Un poeta vittima della retorica
Non è un’esagerazione affermare che a partire dalla seconda metà del Novecento il nome di Foscolo sia stato oggetto di svalutazione critica e in qualche caso di vera e propria rimozione. La sua immutata fortuna nella scuola e la simpatia che la sua opera e la sua immagine di personaggio romantico suscitano ancora presso molti studenti lo hanno salvato dall’oblio, ma non hanno impedito un certo discredito con cui buona parte della nostra cultura ha liquidato le icone del patrimonio risorgimentale e poi post-unitario, tra le quali Foscolo occupava senza dubbio un posto di primo piano.
Il fastidio per la retorica che ha investito, suo malgrado, l’autore dei Sepolcri ha prodotto caricature e giudizi liquidatori sul suo conto, spesso ingiusti se non grossolani. Da questo punto di vista, non c’è dubbio che ha nuociuto alla fortuna di Foscolo presso le ultime generazioni di letterati italiani non tanto la selva dei suoi detrattori, quanto quella dei suoi apologeti ottocenteschi, impegnatisi con eccessivo zelo a farne un monumento libresco alla magniloquenza patriottica.

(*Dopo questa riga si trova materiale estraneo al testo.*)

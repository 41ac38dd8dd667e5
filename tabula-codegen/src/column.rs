//! Column trait analysis shared by all member builders.

use serde::Deserialize;
use tabula_schema::{Column, EnumType, ForeignReference, InspectResult, Table};
use tracing::warn;

use crate::mapping::is_structured;

/// Columns whose writes are restricted by configuration.
///
/// A column listed in either set is read-only for that operation; listing
/// it in both is allowed and behaves the same as listing it once.
#[derive(Debug, Clone, Default, PartialEq, Eq, Deserialize)]
#[serde(default)]
pub struct WritePolicy {
    pub not_insertable_columns: Vec<String>,
    pub not_updatable_columns: Vec<String>,
}

impl WritePolicy {
    pub fn is_insertable(&self, column: &str) -> bool {
        !self.not_insertable_columns.iter().any(|c| c == column)
    }

    pub fn is_updatable(&self, column: &str) -> bool {
        !self.not_updatable_columns.iter().any(|c| c == column)
    }
}

/// How a column value is converted to and from its target representation.
#[derive(Debug, Clone, Copy, PartialEq, Eq)]
pub enum Conversion<'a> {
    /// A user-defined enum type.
    Enum(&'a EnumType),
    /// A json/jsonb document.
    Structured,
}

/// Facts about a column that drive target decorations.
#[derive(Debug, Clone, PartialEq, Eq)]
pub struct ColumnTraits<'a> {
    pub identity: bool,
    pub generated: bool,
    pub unique: bool,
    pub nullable: bool,
    pub conversion: Option<Conversion<'a>>,
    pub collection: bool,
    pub insertable: bool,
    pub updatable: bool,
    /// Check constraint source, collapsed to one line.
    pub check: Option<String>,
    pub foreign: Option<&'a ForeignReference>,
}

impl<'a> ColumnTraits<'a> {
    pub fn analyze(column: &'a Column, schema: &'a InspectResult, policy: &WritePolicy) -> Self {
        let base = column.base_type();
        let conversion = match schema.find_type(&base) {
            Some(ty) => Some(Conversion::Enum(ty)),
            None if is_structured(&base) => Some(Conversion::Structured),
            None => None,
        };

        Self {
            identity: column.primary_key,
            generated: column.serial,
            unique: column.unique,
            nullable: !column.not_null,
            conversion,
            collection: column.array,
            insertable: policy.is_insertable(&column.name),
            updatable: policy.is_updatable(&column.name),
            check: column.check_source().map(|src| single_line(Some(src))),
            foreign: column.foreign.as_ref(),
        }
    }

    /// Whether any write to the column is restricted.
    pub fn write_restricted(&self) -> bool {
        !self.insertable || !self.updatable
    }

    pub fn enum_type(&self) -> Option<&'a EnumType> {
        match self.conversion {
            Some(Conversion::Enum(ty)) => Some(ty),
            _ => None,
        }
    }

    pub fn is_structured(&self) -> bool {
        matches!(self.conversion, Some(Conversion::Structured))
    }
}

/// Collapse multi-line text into one line. Line breaks become single
/// spaces so words on either side stay apart.
pub fn single_line(comment: Option<&str>) -> String {
    comment
        .map(|c| {
            c.lines()
                .map(str::trim)
                .filter(|l| !l.is_empty())
                .collect::<Vec<_>>()
                .join(" ")
        })
        .unwrap_or_default()
}

/// Log a warning when a table has no primary key. Generation continues.
pub fn warn_missing_primary_key(target: &str, table: &Table) {
    if !table.has_primary_key() {
        warn!(target_kind = target, table = %table.name, "table has no primary key");
    }
}
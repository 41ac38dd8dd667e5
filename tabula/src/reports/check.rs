//! Check command report data structures.

use std::path::PathBuf;

use tabula_codegen::GeneratorKind;

use super::{
    count,
    output::{Output, Report},
};

/// Report data from configuration and schema validation.
#[derive(Debug)]
pub struct CheckReport {
    /// Path to the config file.
    pub config_path: PathBuf,
    pub tables: usize,
    pub types: usize,
    /// Configured targets in run order, with their output directories.
    pub targets: Vec<(GeneratorKind, PathBuf)>,
}

impl Report for CheckReport {
    fn render(&self, out: &mut dyn Output) {
        if self.targets.is_empty() {
            out.warning("no generators configured");
        }

        out.preformatted(&format!("✓ {} is valid", self.config_path.display()));
        out.newline();
        out.key_value(
            "Schema",
            &format!("{}, {}", count(self.tables, "table"), count(self.types, "type")),
        );

        if !self.targets.is_empty() {
            out.section("Targets");
            for (kind, output) in &self.targets {
                out.list_item(&format!("{} -> {}", kind, output.display()));
            }
        }
    }
}
//! Generator registry.
//!
//! Maps each configured `type` to the constructor of its target.

use std::path::Path;

use serde_json::Value;
use tabula_codegen::{Generator, GeneratorKind};
use tabula_codegen_docs::DocsGenerator;
use tabula_codegen_hibernate::HibernateGenerator;
use tabula_codegen_protobuf::ProtobufGenerator;
use tabula_config::GeneratorEntry;
use tabula_core::Result;

/// Builds a configured generator from the configuration root and its raw
/// options.
pub type Constructor = fn(&Path, &Value) -> Result<Box<dyn Generator>>;

fn hibernate(root: &Path, raw: &Value) -> Result<Box<dyn Generator>> {
    Ok(Box::new(HibernateGenerator::new(root, raw)?))
}

fn protobuf(root: &Path, raw: &Value) -> Result<Box<dyn Generator>> {
    Ok(Box::new(ProtobufGenerator::new(root, raw)?))
}

fn docs(root: &Path, raw: &Value) -> Result<Box<dyn Generator>> {
    Ok(Box::new(DocsGenerator::new(root, raw)?))
}

pub fn constructor(kind: GeneratorKind) -> Constructor {
    match kind {
        GeneratorKind::Hibernate => hibernate,
        GeneratorKind::Protobuf => protobuf,
        GeneratorKind::Docs => docs,
    }
}

/// Construct every configured generator, in order. The first configuration
/// error aborts.
pub fn configure(root: &Path, entries: &[GeneratorEntry]) -> Result<Vec<Box<dyn Generator>>> {
    entries
        .iter()
        .map(|entry| constructor(entry.kind)(root, &entry.options))
        .collect()
}

#[cfg(test)]
mod tests {
    use std::fs;

    use serde_json::json;
    use tabula_core::ErrorCategory;
    use tempfile::TempDir;

    use super::*;

    fn entry(kind: GeneratorKind, options: Value) -> GeneratorEntry {
        GeneratorEntry { kind, options }
    }

    #[test]
    fn test_constructor_matches_kind() {
        let temp = TempDir::new().unwrap();
        fs::create_dir(temp.path().join("out")).unwrap();
        let options = json!({"output": "out", "package_name": "acme"});

        for kind in GeneratorKind::ALL {
            let generator = constructor(kind)(temp.path(), &options).unwrap();
            assert_eq!(generator.kind(), kind);
            assert_eq!(generator.output_dir(), temp.path().join("out"));
        }
    }

    #[test]
    fn test_configure_keeps_order() {
        let temp = TempDir::new().unwrap();
        fs::create_dir(temp.path().join("out")).unwrap();

        let generators = configure(
            temp.path(),
            &[
                entry(GeneratorKind::Docs, json!({"output": "out"})),
                entry(GeneratorKind::Protobuf, json!({"output": "out"})),
            ],
        )
        .unwrap();

        let kinds: Vec<_> = generators.iter().map(|g| g.kind()).collect();
        assert_eq!(kinds, [GeneratorKind::Docs, GeneratorKind::Protobuf]);
    }

    #[test]
    fn test_configure_fails_on_first_bad_entry() {
        let temp = TempDir::new().unwrap();
        fs::create_dir(temp.path().join("out")).unwrap();

        let err = configure(
            temp.path(),
            &[
                entry(GeneratorKind::Docs, json!({"output": "out"})),
                entry(GeneratorKind::Hibernate, json!({"output": "missing", "package_name": "p"})),
            ],
        )
        .err()
        .unwrap();
        assert_eq!(err.category(), ErrorCategory::Configuration);
        assert!(err.to_string().starts_with("invalid hibernate configuration"));
    }
}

Non è un caso che il letterato italiano degli ultimi decenni che con maggior vigore ne ha riconosciuto la lezione, Edoardo Sanguineti, sia anche quello che ne ha, per così dire, rovesciato l’immagine, trasformandolo da simbolo di una letteratura declamatoria e autoreferenziale in un simbolo anticonformistico di ribellione al proprio tempo.